Your goal - Read the entries below and pull out each line with the string "updater".

Supplied data -
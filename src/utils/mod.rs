// Utility functions

use std::sync::{Mutex, MutexGuard};

/// Extension trait for Result that provides convenient error context methods.
/// Converts any error to a String with a descriptive message prefix.
///
/// # Example
/// ```ignore
/// use crate::utils::ResultExt;
///
/// let file = std::fs::read_to_string("merge.yaml")
///     .with_context("Failed to read merge config")?;
/// ```
pub trait ResultExt<T> {
    /// Converts the error to a String with context message.
    fn with_context(self, msg: &str) -> Result<T, String>;
}

impl<T, E: std::fmt::Display> ResultExt<T> for Result<T, E> {
    fn with_context(self, msg: &str) -> Result<T, String> {
        self.map_err(|e| format!("{}: {}", msg, e))
    }
}

/// Safely acquire a mutex lock, recovering from poisoning by returning the guard.
/// This is useful when you want to continue even if a previous thread panicked.
/// The mutex state may be inconsistent, so use with caution.
pub fn lock_mutex_recover<T>(mutex: &Mutex<T>) -> MutexGuard<'_, T> {
    match mutex.lock() {
        Ok(guard) => guard,
        Err(poisoned) => {
            log::warn!("Mutex was poisoned, recovering: {}", poisoned);
            poisoned.into_inner()
        }
    }
}

/// Flatten a project-relative path into a single file-name-safe token.
///
/// `src/app/main.py` becomes `src_app_main_py`.
pub fn sanitize_path_component(path: &str) -> String {
    path.chars()
        .map(|c| if c.is_ascii_alphanumeric() || c == '-' { c } else { '_' })
        .collect()
}
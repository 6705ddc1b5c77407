//! Merge engine configuration
//!
//! Reads and writes `.ralph-ui/merge.yaml` for project-specific settings,
//! falling back to `~/.ralph-ui/merge.yaml`, then to defaults.

use serde::{Deserialize, Serialize};
use std::path::{Path, PathBuf};

use crate::file_storage::{get_global_ralph_ui_dir, get_ralph_ui_dir};
use crate::merge::ai_resolver::AiResolverConfig;
use crate::utils::ResultExt;

const CONFIG_FILE: &str = "merge.yaml";

/// CLI agent used as the model behind the AI resolver
#[derive(Debug, Clone, PartialEq, Serialize, Deserialize)]
#[serde(default)]
pub struct AgentConfig {
    pub command: String,
    pub args: Vec<String>,
    pub model: Option<String>,
}

impl Default for AgentConfig {
    fn default() -> Self {
        Self {
            command: "claude".to_string(),
            args: vec!["-p".to_string()],
            model: None,
        }
    }
}

#[derive(Debug, Clone, PartialEq, Serialize, Deserialize)]
#[serde(default)]
pub struct MergeConfig {
    pub enable_ai: bool,
    pub max_context_tokens: usize,
    pub max_batch_tokens: usize,
    pub batch_conflicts: bool,
    pub max_change_lines: usize,
    pub ai_timeout_secs: u64,
    pub lock_timeout_secs: u64,
    pub lock_poll_millis: u64,
    /// Persist reports of live runs under `.ralph-ui/merge-reports/`
    pub save_reports: bool,
    pub agent: AgentConfig,
}

impl Default for MergeConfig {
    fn default() -> Self {
        Self {
            enable_ai: true,
            max_context_tokens: 4000,
            max_batch_tokens: 8000,
            batch_conflicts: true,
            max_change_lines: 60,
            ai_timeout_secs: 120,
            lock_timeout_secs: 30,
            lock_poll_millis: 200,
            save_reports: true,
            agent: AgentConfig::default(),
        }
    }
}

impl MergeConfig {
    pub fn resolver_config(&self) -> AiResolverConfig {
        AiResolverConfig {
            enable_ai: self.enable_ai,
            max_context_tokens: self.max_context_tokens,
            max_batch_tokens: self.max_batch_tokens,
            batch_conflicts: self.batch_conflicts,
            max_change_lines: self.max_change_lines,
            timeout_secs: self.ai_timeout_secs,
        }
    }
}

/// Configuration file manager
pub struct MergeConfigManager {
    config_path: PathBuf,
    global_path: Option<PathBuf>,
}

impl MergeConfigManager {
    /// Create a new config manager for a project
    pub fn new(project_path: &Path) -> Self {
        Self {
            config_path: get_ralph_ui_dir(project_path).join(CONFIG_FILE),
            global_path: Some(get_global_ralph_ui_dir().join(CONFIG_FILE)),
        }
    }

    /// Manager that ignores the user's global config
    pub fn project_only(project_path: &Path) -> Self {
        Self {
            config_path: get_ralph_ui_dir(project_path).join(CONFIG_FILE),
            global_path: None,
        }
    }

    /// Check if the project config file exists
    pub fn exists(&self) -> bool {
        self.config_path.exists()
    }

    fn read_file(path: &Path) -> Result<MergeConfig, String> {
        let content = std::fs::read_to_string(path)
            .map_err(|e| format!("Failed to read config file {:?}: {}", path, e))?;

        serde_yaml::from_str(&content)
            .map_err(|e| format!("Failed to parse config file {:?}: {}", path, e))
    }

    /// Read config, falling back to the global file and then defaults
    pub fn read(&self) -> Result<MergeConfig, String> {
        if self.config_path.exists() {
            return Self::read_file(&self.config_path);
        }
        if let Some(global) = self.global_path.as_deref().filter(|p| p.exists()) {
            log::debug!("[MergeConfig] Using global config {:?}", global);
            return Self::read_file(global);
        }
        Ok(MergeConfig::default())
    }

    /// Write config to the project file
    pub fn write(&self, config: &MergeConfig) -> Result<(), String> {
        // Ensure parent directory exists
        if let Some(parent) = self.config_path.parent() {
            std::fs::create_dir_all(parent).with_context("Failed to create config directory")?;
        }

        let content = serde_yaml::to_string(config).with_context("Failed to serialize config")?;

        std::fs::write(&self.config_path, content).with_context("Failed to write config file")
    }

    /// Initialize config with defaults if it doesn't exist
    pub fn initialize(&self) -> Result<MergeConfig, String> {
        if self.exists() {
            return self.read();
        }

        let config = MergeConfig::default();
        self.write(&config)?;
        Ok(config)
    }

    /// Update specific fields in the config
    pub fn update<F>(&self, updater: F) -> Result<MergeConfig, String>
    where
        F: FnOnce(&mut MergeConfig),
    {
        let mut config = self.read()?;
        updater(&mut config);
        self.write(&config)?;
        Ok(config)
    }

    /// Get the config file path
    pub fn path(&self) -> &Path {
        &self.config_path
    }
}

#[cfg(test)]
mod tests {
    use super::*;
    use tempfile::TempDir;

    #[test]
    fn test_config_read_defaults_when_missing() {
        let temp_dir = TempDir::new().unwrap();
        let manager = MergeConfigManager::project_only(temp_dir.path());

        let config = manager.read().unwrap();
        assert!(config.enable_ai);
        assert_eq!(config.max_context_tokens, 4000);
        assert_eq!(config.agent.command, "claude");
    }

    #[test]
    fn test_partial_yaml_keeps_defaults() {
        let temp_dir = TempDir::new().unwrap();
        let manager = MergeConfigManager::project_only(temp_dir.path());
        std::fs::create_dir_all(manager.path().parent().unwrap()).unwrap();
        std::fs::write(
            manager.path(),
            "enable_ai: false\nagent:\n  command: opencode\n",
        )
        .unwrap();

        let config = manager.read().unwrap();
        assert!(!config.enable_ai);
        assert_eq!(config.agent.command, "opencode");
        assert_eq!(config.agent.args, vec!["-p"]);
        assert_eq!(config.lock_timeout_secs, 30);
    }

    #[test]
    fn test_global_fallback() {
        let project = TempDir::new().unwrap();
        let home = TempDir::new().unwrap();
        let global = home.path().join(CONFIG_FILE);
        std::fs::write(&global, "max_context_tokens: 1234\n").unwrap();

        let manager = MergeConfigManager {
            config_path: get_ralph_ui_dir(project.path()).join(CONFIG_FILE),
            global_path: Some(global),
        };
        assert_eq!(manager.read().unwrap().max_context_tokens, 1234);

        manager.write(&MergeConfig::default()).unwrap();
        assert_eq!(manager.read().unwrap().max_context_tokens, 4000);
    }

    #[test]
    fn test_config_update() {
        let temp_dir = TempDir::new().unwrap();
        let manager = MergeConfigManager::project_only(temp_dir.path());

        manager.initialize().unwrap();
        let updated = manager.update(|c| c.batch_conflicts = false).unwrap();
        assert!(!updated.batch_conflicts);
        assert!(!manager.read().unwrap().batch_conflicts);

        let resolver = updated.resolver_config();
        assert!(!resolver.batch_conflicts);
        assert_eq!(resolver.timeout_secs, 120);
    }
}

Answer section -
    pub fn update<F>(&self, updater: F) -> Result<MergeConfig, String>
        updater(&mut config);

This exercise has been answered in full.